> **What to produce**
What you return should be the lines of the data containing "pipeline", each in full.
::::::::
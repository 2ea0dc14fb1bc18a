//! # Fixed-value producer.
//!
//! [`Just`] delivers each configured value in order, then completes, all
//! synchronously on subscription. Typical use: a fallback that substitutes a
//! default value for a failed source.
//!
//! ## Example
//! ```rust
//! use std::sync::Arc;
//! use rxrecover::{Just, Notification, Producer, Recorder};
//!
//! let rec = Arc::new(Recorder::<&str>::new());
//! Just::of(["fallback value"]).subscribe(rec.clone());
//!
//! assert_eq!(
//!     rec.notifications(),
//!     vec![Notification::Value("fallback value"), Notification::Complete],
//! );
//! ```

use std::sync::Arc;

use crate::producers::Producer;
use crate::subscription::Subscriber;

/// Producer emitting a fixed sequence of values.
#[derive(Clone, Debug)]
pub struct Just<T> {
    values: Vec<T>,
}

impl<T> Just<T> {
    /// Creates a producer emitting `values` in order.
    pub fn new(values: Vec<T>) -> Self {
        Self { values }
    }

    /// Creates a producer from any iterable.
    pub fn of(values: impl IntoIterator<Item = T>) -> Self {
        Self::new(values.into_iter().collect())
    }

    /// Creates the producer as a shared handle.
    pub fn arc(values: impl IntoIterator<Item = T>) -> Arc<Self> {
        Arc::new(Self::of(values))
    }
}

impl<T> Producer<T> for Just<T>
where
    T: Clone + Send + Sync + 'static,
{
    fn name(&self) -> &str {
        "just"
    }

    fn subscribe_with(&self, subscriber: Subscriber<T>) {
        for v in &self.values {
            if subscriber.is_closed() {
                return;
            }
            subscriber.next(v.clone());
        }
        subscriber.complete();
    }
}
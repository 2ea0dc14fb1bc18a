//! Stream notifications: the data model shared by producers and observers.
//!
//! ## Contents
//! - [`Notification`] value / error / completion signal delivered to an observer
//! - [`NotificationKind`] payload-free classification used for logs
//!
//! ## Contract
//! ```text
//! Value* (Error | Complete)?
//! ```
//! `Value` may repeat; at most one terminal notification per subscription, and
//! nothing after it. [`Subscriber`](crate::Subscriber) enforces this.

mod notification;

pub use notification::{Notification, NotificationKind};
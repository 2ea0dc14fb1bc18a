//! Replace a failing source's error with a fallback value.
//!
//! Expected output:
//! ```text
//! App started
//! fallback value
//! Completed
//! ```
//!
//! Run with `cargo run --example catch_fallback_value --features logging`.

use std::sync::Arc;

use rxrecover::{
    Config, Just, LogWriter, Producer, ProducerExt, ProducerRef, Recovery, StreamError,
    TimedFailure,
};
use tracing_subscriber::EnvFilter;

#[tokio::main(flavor = "current_thread")]
async fn main() -> anyhow::Result<()> {
    let filter = EnvFilter::try_from_default_env().unwrap_or_else(|_| EnvFilter::new("warn"));
    tracing_subscriber::fmt().with_env_filter(filter).init();

    let cfg = Config::default();
    let failing_request: TimedFailure<&'static str> = TimedFailure::with_defaults(&cfg);

    println!("App started");

    let recovery = Recovery::with(|err: &StreamError| {
        tracing::info!(error = %err, "serving fallback");
        Ok(Just::arc(["fallback value"]) as ProducerRef<&'static str>)
    });

    let sub = failing_request
        .catch_error(recovery)
        .subscribe(Arc::new(LogWriter));

    sub.closed().await;
    Ok(())
}
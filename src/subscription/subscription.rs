//! # Subscription handle returned to the consumer.
//!
//! [`Subscription`] exposes the cancellation capability of one observation.
//! It shares the token with the [`Subscriber`](crate::Subscriber) given to the
//! producer, so it also observes termination.
//!
//! ## Rules
//! - `cancel()` is idempotent; cancelling twice is a no-op.
//! - After `cancel()` no further notification reaches the observer.
//! - `closed().await` resolves on cancellation **or** terminal notification.

use tokio_util::sync::CancellationToken;
use tracing::debug;

/// Live observation of a producer.
#[derive(Clone, Debug)]
pub struct Subscription {
    token: CancellationToken,
}

impl Subscription {
    /// Wraps the token owned by the subscription.
    pub fn new(token: CancellationToken) -> Self {
        Self { token }
    }

    /// Cancels the subscription and every resource tied to it.
    pub fn cancel(&self) {
        if !self.token.is_cancelled() {
            debug!("subscription cancelled");
        }
        self.token.cancel();
    }

    /// True once cancelled or terminated.
    pub fn is_closed(&self) -> bool {
        self.token.is_cancelled()
    }

    /// Waits until the subscription is cancelled or delivers a terminal notification.
    pub async fn closed(&self) {
        self.token.cancelled().await;
    }
}

#[cfg(test)]
mod tests {
    use super::*;

    #[test]
    fn cancel_is_idempotent() {
        let sub = Subscription::new(CancellationToken::new());
        sub.cancel();
        sub.cancel();
        assert!(sub.is_closed());
    }

    #[tokio::test]
    async fn closed_resolves_after_cancel() {
        let sub = Subscription::new(CancellationToken::new());
        let waiter = sub.clone();
        let h = tokio::spawn(async move { waiter.closed().await });
        sub.cancel();
        h.await.unwrap();
    }
}
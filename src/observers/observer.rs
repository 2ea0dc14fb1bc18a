//! # Observer trait.
//!
//! Provides [`Observer`], the triple of callbacks a consumer hands to
//! [`Producer::subscribe`](crate::Producer::subscribe).
//!
//! Every callback has a no-op default, so an implementation only overrides
//! what it cares about.
//!
//! ## Rules
//! - Callbacks run synchronously in the delivering producer's context.
//! - `on_value` may be called any number of times, then at most one of
//!   `on_error` / `on_complete`.
//! - Nothing is delivered after a terminal callback.

use std::sync::Arc;

use crate::error::StreamError;

/// Shared handle to an observer.
pub type ObserverRef<T> = Arc<dyn Observer<T>>;

/// Receiver of stream notifications.
///
/// ### Implementation requirements
/// - Do not block; callbacks run inline with the producer.
/// - Do not panic; a panicking observer unwinds through the producer.
pub trait Observer<T>: Send + Sync + 'static {
    /// Called for each emitted value.
    fn on_value(&self, value: T) {
        let _ = value;
    }

    /// Called once if the stream fails.
    fn on_error(&self, error: StreamError) {
        let _ = error;
    }

    /// Called once if the stream finishes.
    fn on_complete(&self) {}

    /// Returns the observer name used in logs.
    ///
    /// The default uses `type_name::<Self>()`, which can be verbose - override it when possible.
    fn name(&self) -> &'static str {
        std::any::type_name::<Self>()
    }
}
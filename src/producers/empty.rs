//! # Empty producer.
//!
//! [`Empty`] completes synchronously on subscription: no values, no deferred
//! work, nothing to cancel. Used as the "swallow the error" fallback.

use std::fmt;
use std::marker::PhantomData;
use std::sync::Arc;

use crate::producers::Producer;
use crate::subscription::Subscriber;

/// Producer that completes immediately.
pub struct Empty<T> {
    _marker: PhantomData<fn() -> T>,
}

impl<T> Empty<T> {
    /// Creates the producer.
    #[must_use]
    pub fn new() -> Self {
        Self {
            _marker: PhantomData,
        }
    }

    /// Creates the producer as a shared handle.
    pub fn arc() -> Arc<Self> {
        Arc::new(Self::new())
    }
}

impl<T> Default for Empty<T> {
    fn default() -> Self {
        Self::new()
    }
}

impl<T> Clone for Empty<T> {
    fn clone(&self) -> Self {
        *self
    }
}

impl<T> Copy for Empty<T> {}

impl<T> fmt::Debug for Empty<T> {
    fn fmt(&self, f: &mut fmt::Formatter<'_>) -> fmt::Result {
        f.write_str("Empty")
    }
}

impl<T: 'static> Producer<T> for Empty<T> {
    fn name(&self) -> &str {
        "empty"
    }

    fn subscribe_with(&self, subscriber: Subscriber<T>) {
        subscriber.complete();
    }
}
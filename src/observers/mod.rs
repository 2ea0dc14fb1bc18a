//! # Observers: consumer-side notification handlers.
//!
//! This module provides the [`Observer`] trait and built-in implementations
//! that receive [`Notification`](crate::Notification)s from a subscription.
//!
//! ## Architecture
//! ```text
//! Producer ── Subscriber::next/error/complete ──► Observer
//!                                                    │
//!                              ┌─────────────┬───────┴──────┬────────────┐
//!                              ▼             ▼              ▼            ▼
//!                          ObserverFn     Recorder      LogWriter     Custom
//!                        (closures)   (collects all)   (stdout)
//! ```
//!
//! ## Implementing custom observers
//! ```no_run
//! use rxrecover::Observer;
//!
//! struct Counter(std::sync::atomic::AtomicUsize);
//!
//! impl Observer<u32> for Counter {
//!     fn on_value(&self, _value: u32) {
//!         self.0.fetch_add(1, std::sync::atomic::Ordering::Relaxed);
//!     }
//!
//!     fn name(&self) -> &'static str { "counter" }
//! }
//! ```

mod observer;
mod observer_fn;
mod recorder;

#[cfg(feature = "logging")]
mod log;

pub use observer::{Observer, ObserverRef};
pub use observer_fn::ObserverFn;
pub use recorder::Recorder;

#[cfg(feature = "logging")]
pub use log::LogWriter;
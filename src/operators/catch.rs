//! # CatchError: substitute a fallback producer when the upstream fails.
//!
//! Values and completion pass through unchanged. An upstream error is **not**
//! forwarded; instead the [`Recovery`] strategy resolves a fallback producer,
//! which is subscribed with the output subscriber. Everything the fallback
//! delivers (values, and its own error or completion) becomes the output.
//!
//! ## State machine
//! ```text
//! Idle ──subscribe──► Upstream ──Value──► Upstream (forwarded)
//!                        │
//!                        ├──Complete──► Terminated (forwarded)
//!                        └──Error(r)──► Fallback
//!                                         ├─ fallback_for(r) = Ok(p)  ─► p.subscribe_with(output)
//!                                         └─ fallback_for(r) = Err(e) ─► Terminated, output.error(e)
//! ```
//! `Fallback` is final for the relay: the fallback delivers straight into the
//! output [`Subscriber`], which closes on the fallback's terminal notification.
//! Anything the upstream sends after that is ignored.
//!
//! ## Cancellation
//! ```text
//! output token ──child──► upstream subscription token
//!      └───────────────── fallback (subscribed with the output subscriber itself)
//! ```
//! Cancelling the output cancels whichever side is active.
//!
//! ## Rules
//! - The original error is never forwarded once a fallback is engaged.
//! - The recovery strategy is invoked **exactly once** per failed upstream.
//! - Single-level recovery: nesting is done by making the fallback a `CatchError`.

use std::fmt;
use std::sync::{Arc, Mutex, PoisonError};

use tracing::{debug, warn};

use crate::error::StreamError;
use crate::observers::Observer;
use crate::operators::Recovery;
use crate::producers::{Producer, ProducerRef};
use crate::subscription::Subscriber;

/// Lifecycle of one `CatchError` subscription.
#[derive(Debug, Clone, Copy, PartialEq, Eq)]
enum Phase {
    Idle,
    Upstream,
    Fallback,
    Terminated,
}

/// Producer that swaps to a fallback when `upstream` errors.
pub struct CatchError<T> {
    upstream: ProducerRef<T>,
    recovery: Recovery<T>,
}

impl<T> CatchError<T> {
    /// Wraps `upstream` with the given recovery strategy.
    pub fn new(upstream: ProducerRef<T>, recovery: Recovery<T>) -> Self {
        Self { upstream, recovery }
    }
}

impl<T: 'static> fmt::Debug for CatchError<T> {
    fn fmt(&self, f: &mut fmt::Formatter<'_>) -> fmt::Result {
        f.debug_struct("CatchError")
            .field("upstream", &self.upstream.name())
            .field("recovery", &self.recovery)
            .finish()
    }
}

impl<T: 'static> Producer<T> for CatchError<T> {
    fn name(&self) -> &str {
        "catch_error"
    }

    fn subscribe_with(&self, output: Subscriber<T>) {
        let token = output.token().child_token();
        let relay = Arc::new(Relay {
            upstream: self.upstream.name().to_owned(),
            output,
            recovery: self.recovery.clone(),
            phase: Mutex::new(Phase::Idle),
        });

        relay.advance(Phase::Idle, Phase::Upstream);
        self.upstream.subscribe_with(Subscriber::new(relay, token));
    }
}

/// Upstream-facing observer: forwards to `output` and engages the fallback.
struct Relay<T> {
    upstream: String,
    output: Subscriber<T>,
    recovery: Recovery<T>,
    phase: Mutex<Phase>,
}

impl<T> Relay<T> {
    /// Moves `from → to`; returns false (and leaves the phase alone) otherwise.
    fn advance(&self, from: Phase, to: Phase) -> bool {
        let mut phase = self.phase.lock().unwrap_or_else(PoisonError::into_inner);
        if *phase != from {
            return false;
        }
        *phase = to;
        true
    }
}

impl<T: 'static> Observer<T> for Relay<T> {
    fn on_value(&self, value: T) {
        self.output.next(value);
    }

    fn on_error(&self, error: StreamError) {
        if !self.advance(Phase::Upstream, Phase::Fallback) {
            return;
        }
        if self.output.is_closed() {
            return;
        }

        match self.recovery.fallback_for(&error) {
            Ok(fallback) => {
                debug!(
                    upstream = %self.upstream,
                    error = error.as_label(),
                    recovery = self.recovery.as_label(),
                    fallback = fallback.name(),
                    "fallback engaged"
                );
                fallback.subscribe_with(self.output.clone());
            }
            Err(e) => {
                warn!(
                    upstream = %self.upstream,
                    error = error.as_label(),
                    fallback_error = %e,
                    "fallback unavailable"
                );
                self.advance(Phase::Fallback, Phase::Terminated);
                self.output.error(e);
            }
        }
    }

    fn on_complete(&self) {
        if self.advance(Phase::Upstream, Phase::Terminated) {
            self.output.complete();
        }
    }

    fn name(&self) -> &'static str {
        "catch_error"
    }
}

#[cfg(test)]
mod tests {
    use super::*;
    use std::sync::atomic::{AtomicUsize, Ordering};
    use std::time::Duration;

    use tokio::time;

    use crate::notifications::{Notification, NotificationKind};
    use crate::observers::Recorder;
    use crate::operators::ProducerExt;
    use crate::producers::{Empty, Just, ProducerFn, TimedFailure};

    fn failing_now(reason: StreamError) -> ProducerRef<u32> {
        ProducerFn::arc("failing", move |s: Subscriber<u32>| {
            s.next(1);
            s.error(reason.clone());
        })
    }

    /// Counts invocations and records every error it was called with.
    fn counting_factory(
        calls: Arc<AtomicUsize>,
        seen: Arc<Mutex<Vec<StreamError>>>,
        fallback: ProducerRef<u32>,
    ) -> Recovery<u32> {
        Recovery::with(move |e: &StreamError| {
            calls.fetch_add(1, Ordering::SeqCst);
            seen.lock().unwrap().push(e.clone());
            Ok(fallback.clone())
        })
    }

    #[tokio::test(start_paused = true)]
    async fn timed_failure_with_empty_completes_silently() {
        let rec = Arc::new(Recorder::<u32>::new());
        let pipeline = TimedFailure::<u32>::timeout(Duration::from_secs(3))
            .catch_error(Recovery::Complete);

        let sub = pipeline.subscribe(rec.clone());
        assert!(!sub.is_closed());

        sub.closed().await;
        assert_eq!(rec.notifications(), vec![Notification::Complete]);
        assert_eq!(rec.count(NotificationKind::Error), 0);
        assert_eq!(rec.count(NotificationKind::Value), 0);
    }

    #[test]
    fn transparent_when_upstream_completes() {
        let calls = Arc::new(AtomicUsize::new(0));
        let seen = Arc::new(Mutex::new(Vec::new()));
        let recovery = counting_factory(calls.clone(), seen, Empty::<u32>::arc());

        let rec = Arc::new(Recorder::<u32>::new());
        Just::of([1u32, 2]).catch_error(recovery).subscribe(rec.clone());

        assert_eq!(
            rec.notifications(),
            vec![
                Notification::Value(1),
                Notification::Value(2),
                Notification::Complete
            ]
        );
        assert_eq!(calls.load(Ordering::SeqCst), 0);
    }

    #[test]
    fn factory_called_once_with_upstream_error() {
        let calls = Arc::new(AtomicUsize::new(0));
        let seen = Arc::new(Mutex::new(Vec::new()));
        let recovery = counting_factory(calls.clone(), seen.clone(), Just::arc([7u32]));

        let rec = Arc::new(Recorder::<u32>::new());
        failing_now(StreamError::fail("boom"))
            .catch_error(recovery)
            .subscribe(rec.clone());

        assert_eq!(calls.load(Ordering::SeqCst), 1);
        assert_eq!(*seen.lock().unwrap(), vec![StreamError::fail("boom")]);
        assert_eq!(
            rec.notifications(),
            vec![
                Notification::Value(1),
                Notification::Value(7),
                Notification::Complete
            ]
        );
    }

    #[test]
    fn fallback_error_is_the_final_error() {
        let rec = Arc::new(Recorder::<u32>::new());
        let recovery = Recovery::Replace(failing_now(StreamError::fail("second")));

        failing_now(StreamError::fail("first"))
            .catch_error(recovery)
            .subscribe(rec.clone());

        assert_eq!(rec.errors(), vec![StreamError::fail("second")]);
        assert_eq!(rec.values(), vec![1, 1]);
    }

    #[test]
    fn factory_err_becomes_output_error() {
        let rec = Arc::new(Recorder::<u32>::new());
        let recovery = Recovery::with(|_e: &StreamError| {
            Err(StreamError::Fallback {
                error: "no cache".into(),
            })
        });

        failing_now(StreamError::fail("boom"))
            .catch_error(recovery)
            .subscribe(rec.clone());

        assert_eq!(
            rec.notifications(),
            vec![
                Notification::Value(1),
                Notification::Error(StreamError::Fallback {
                    error: "no cache".into()
                })
            ]
        );
    }

    #[test]
    fn factory_panic_becomes_output_error() {
        let rec = Arc::new(Recorder::<u32>::new());
        let recovery = Recovery::with(|_e: &StreamError| panic!("factory exploded"));

        failing_now(StreamError::fail("boom"))
            .catch_error(recovery)
            .subscribe(rec.clone());

        assert_eq!(
            rec.errors(),
            vec![StreamError::Fallback {
                error: "factory exploded".into()
            }]
        );
    }

    #[tokio::test(start_paused = true)]
    async fn cancel_while_upstream_pending() {
        let calls = Arc::new(AtomicUsize::new(0));
        let seen = Arc::new(Mutex::new(Vec::new()));
        let recovery = counting_factory(calls.clone(), seen, Empty::<u32>::arc());

        let rec = Arc::new(Recorder::<u32>::new());
        let sub = TimedFailure::<u32>::timeout(Duration::from_secs(3))
            .catch_error(recovery)
            .subscribe(rec.clone());

        time::sleep(Duration::from_secs(1)).await;
        sub.cancel();
        time::sleep(Duration::from_secs(10)).await;

        assert!(rec.is_empty());
        assert_eq!(calls.load(Ordering::SeqCst), 0);
    }

    #[tokio::test(start_paused = true)]
    async fn cancel_while_fallback_pending() {
        let rec = Arc::new(Recorder::<u32>::new());
        let fallback = TimedFailure::<u32>::new(Duration::from_secs(5), StreamError::fail("late"));
        let sub = TimedFailure::<u32>::timeout(Duration::from_secs(1))
            .catch_error(Recovery::replace(fallback))
            .subscribe(rec.clone());

        // upstream has failed, fallback timer is pending
        time::sleep(Duration::from_secs(2)).await;
        assert!(rec.is_empty());
        assert!(!sub.is_closed());

        sub.cancel();
        time::sleep(Duration::from_secs(10)).await;
        assert!(rec.is_empty());
    }

    #[test]
    fn late_upstream_notifications_after_fallback_are_ignored() {
        let rec = Arc::new(Recorder::<u32>::new());
        let relay = Relay::<u32> {
            upstream: "test".into(),
            output: Subscriber::new(rec.clone(), tokio_util::sync::CancellationToken::new()),
            recovery: Recovery::Complete,
            phase: Mutex::new(Phase::Upstream),
        };

        relay.on_error(StreamError::fail("first"));
        assert!(relay.output.is_closed());
        assert_eq!(*relay.phase.lock().unwrap(), Phase::Fallback);

        relay.on_complete();
        relay.on_error(StreamError::fail("second"));
        assert_eq!(*relay.phase.lock().unwrap(), Phase::Fallback);
        assert_eq!(rec.notifications(), vec![Notification::Complete]);
    }

    #[test]
    fn phase_transitions_are_guarded() {
        let relay = Relay::<u32> {
            upstream: "test".into(),
            output: Subscriber::new(
                Arc::new(Recorder::<u32>::new()),
                tokio_util::sync::CancellationToken::new(),
            ),
            recovery: Recovery::Complete,
            phase: Mutex::new(Phase::Idle),
        };

        assert!(!relay.advance(Phase::Upstream, Phase::Fallback));
        assert!(relay.advance(Phase::Idle, Phase::Upstream));
        assert!(relay.advance(Phase::Upstream, Phase::Terminated));
        assert!(!relay.advance(Phase::Upstream, Phase::Fallback));
    }
}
::::::::
> **Solution for this task**
        let pipeline = TimedFailure::<u32>::timeout(Duration::from_secs(3))
        let sub = pipeline.subscribe(rec.clone());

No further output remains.